Longer lives => contributing to pollution for a longer period... Are you making the point that modern medicine has contributed to global warming?
> The other thing we're very well aware of now is that 1) continuing to extract fossil fuel resources...
You replied to me. So I think you're responding to something I said. I don't see to what.
As for the Indus Valley Civilization, there are many hypotheses about its collapse, but there is little consensus in academia for its contributing factors. Each person seems to float his own pet theory about the matter, quickly contradicted by another person showing evidence to the contrary. Maybe "catabolic collapse" is a real phenomenon. I looked up John Michael Greer on Wikipedia, and lost all interest in it for now.
It's a direct (though partial) anchoring quote to identify what portion of your comments I was addressing. You said it. Exactly.
Longer lives => contributing to pollution for a longer period
That's one effect.
Another is that life becomes far more predictable. Risk and uncertainty are both factors which tend to work against the development of a rich and advanced culture. If a family can be reasonably assured that the children it births will live to maturity, the costs of food, housing, education, etc., are more likely to reach fruition and payoff. That's a large part of the dynamic that's though to lead to the demographic transition (see Hans Rosling and others). I've got my own concerns about DT, and theories about the reduced birthrates of highly concentrated cultures (Western Europe, non-hispanic US, Japan, Hong Kong, and elsewhere), but as a first order approximation it seems to hold. Once you've stabilized the population you can look at both reducing it (critical to long-term survival) and enriching it.
Are you making the point that modern medicine has contributed to global warming?*
There's very little in the history of the past 250 years that hasn't contributed in some way. It's complicated. My overarching point, however, is that we now know far more about what our limits are and can address them.
So I think you're responding to something I said.
Fossil fuels are the primary driver toward anthropgenic global warming, which is in fact the matter at the heart of this HN article. They've also been the driver of most economic (and population) growth of the past 250 years, by making a vast, clean[1], reliable[2], readily utilized, and highly fungible form of energy available. So yes, it's complicated.
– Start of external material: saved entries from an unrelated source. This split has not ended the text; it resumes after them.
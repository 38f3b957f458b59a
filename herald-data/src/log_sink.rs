//! [`EventSink`] that forwards refresh events to the `log` facade.

use herald_core::{EventSink, RefreshEvent};

/// Sink writing each [`RefreshEvent`] as one log record.
///
/// Failures go out at `error`, resets and refreshes at `info`, and sources
/// with nothing new at `debug`.
#[derive(Debug, Clone, Copy, Default)]
pub struct LogSink;

impl EventSink for LogSink {
    fn emit(&self, event: &RefreshEvent) {
        match event {
            RefreshEvent::Refreshed { name, items } => {
                log::info!("refreshed {name}: {items} new item(s) marked as pushed");
            }
            RefreshEvent::NothingNew { name } => log::debug!("refreshed {name}: nothing new"),
            RefreshEvent::Reset { name, count } => {
                log::info!("reset {name}: cleared {count} pushed flag(s)");
            }
            RefreshEvent::Failed { name, message } => log::error!("{name}: {message}"),
        }
    }
}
And it's a question I'm looking into at more length. And it's specifically fossil fuel use curtailment which India is fighting in international accord proceedings.
Indus Valley Civilization
An instance of the collapse of an advanced culture which happens to be proximate to your presumed location (I take it you're in India or have spent considerable time there). There are others. I strongly recommend Joseph Tainter's The Collapse of Complex Societies (his work is referenced strongly in Jared Diamond's Collapse).
Greer
He's not an orthodox thinker. I won't speak to all of his beliefs, but I've found his blog to be useful reading (and recommend you look at it) and the concept of catabolic collapse specifically useful. As I indicated, it's got credence in Marc Andreesen's "software eats everything" concept, in financialization, see books of the past decade or two on Wall Street / financial market shenanigans from Mark Lewis, and others (The Big Short, Hollowing Out America, etc.).
Orthodox economics certainly has its own set of fantastical beliefs (and gross distortions). Something I've more than a passing relationship with (I majored in the subject).
______________________
Notes:
1. As compared with animal power for transportation. "Mud", a/k/a dung, was a huge pollution and public health problem prior to motorized transport. The polluting effects which are experienced from fossil fuels occur at levels of utilization which simply had not been attained by its precursor fuels and energy sources. That said, yes, in sufficient quantity it can be quite bad (acute effects) and the chronic effects of CO2 release are now understand to be of vast significance.
2. Not subject to seasonal or other variability as with growing fuelwood, grains, water, wind, or direct solar energy. Until the point at which stocks of fossil fuels are practically exhausted.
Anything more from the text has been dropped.